We compare visible-pump mid-infrared-probe femtosecond measurement of electron injection on dyesensitized mesoporous TiO2 films immersed in neat solvent or in I-/I-3(-) electrolyte. Results are presented for the Ru-polypyridyl dyes N3 and N719 and the organic dye D149. Using N719 and the type of electrolyte required to make efficient and stable dye sensitized solar cells (DSSCs), we find multiple exponential injection dynamics, ranging from <300 fs to 0.5 ns for the ruthenium metal-centered dyes. The organic dye D149 shows double exponential <300 fs to 30 ps injection kinetics.
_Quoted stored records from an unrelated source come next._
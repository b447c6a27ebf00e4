use crate::jni_env::JniEnv;
use jni_sys::{JNIEnv, JNINativeInterface_, JNINativeMethod, jclass, jint};
use std::ptr;

pub(crate) type RegisterNativesFn = unsafe extern "system" fn(
    env: *mut JNIEnv,
    clazz: jclass,
    methods: *const JNINativeMethod,
    num_methods: jint,
) -> jint;

// JNIEnv 函数表副本，仅 RegisterNatives 槽被替换
pub(crate) struct JniTableOverride {
    original: *const JNINativeInterface_,
    replacement: Box<JNINativeInterface_>,
}

unsafe impl Send for JniTableOverride {}

impl JniTableOverride {
    pub(crate) unsafe fn install(env: &JniEnv, register_natives: RegisterNativesFn) -> Option<Self> {
        let original = env.functions();
        if original.is_null() {
            return None;
        }
        let mut replacement = Box::new(ptr::read(original));
        replacement.RegisterNatives = Some(register_natives);
        env.set_functions(&*replacement);
        Some(Self {
            original,
            replacement,
        })
    }

    #[cfg(test)]
    pub(crate) fn original(&self) -> *const JNINativeInterface_ {
        self.original
    }

    pub(crate) fn original_register_natives(&self) -> Option<RegisterNativesFn> {
        unsafe { (*self.original).RegisterNatives }
    }

    pub(crate) fn is_active_on(&self, env: &JniEnv) -> bool {
        ptr::eq(env.functions(), &*self.replacement)
    }

    // 恢复原函数表；若 env 已不再指向副本则不改动 env
    // 副本只被安装在一个 env 上，恢复后可直接释放
    pub(crate) unsafe fn restore(self, env: &JniEnv) {
        if self.is_active_on(env) {
            env.set_functions(self.original);
        }
    }
}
We show that this result is not dependent on our pulse intensity, average intensity, or dye aggregates deposited during dyeing. We find the N3 dye immersed in neat solvent shows dominantly ultrafast, <300 fs, injection kinetics, as previously reported. Ultrafast kinetics were also observed for all samples when pulse intensity was increased above a given range. We discuss the implication of the results for rational design of future NIR absorbing dyes for DSSCs.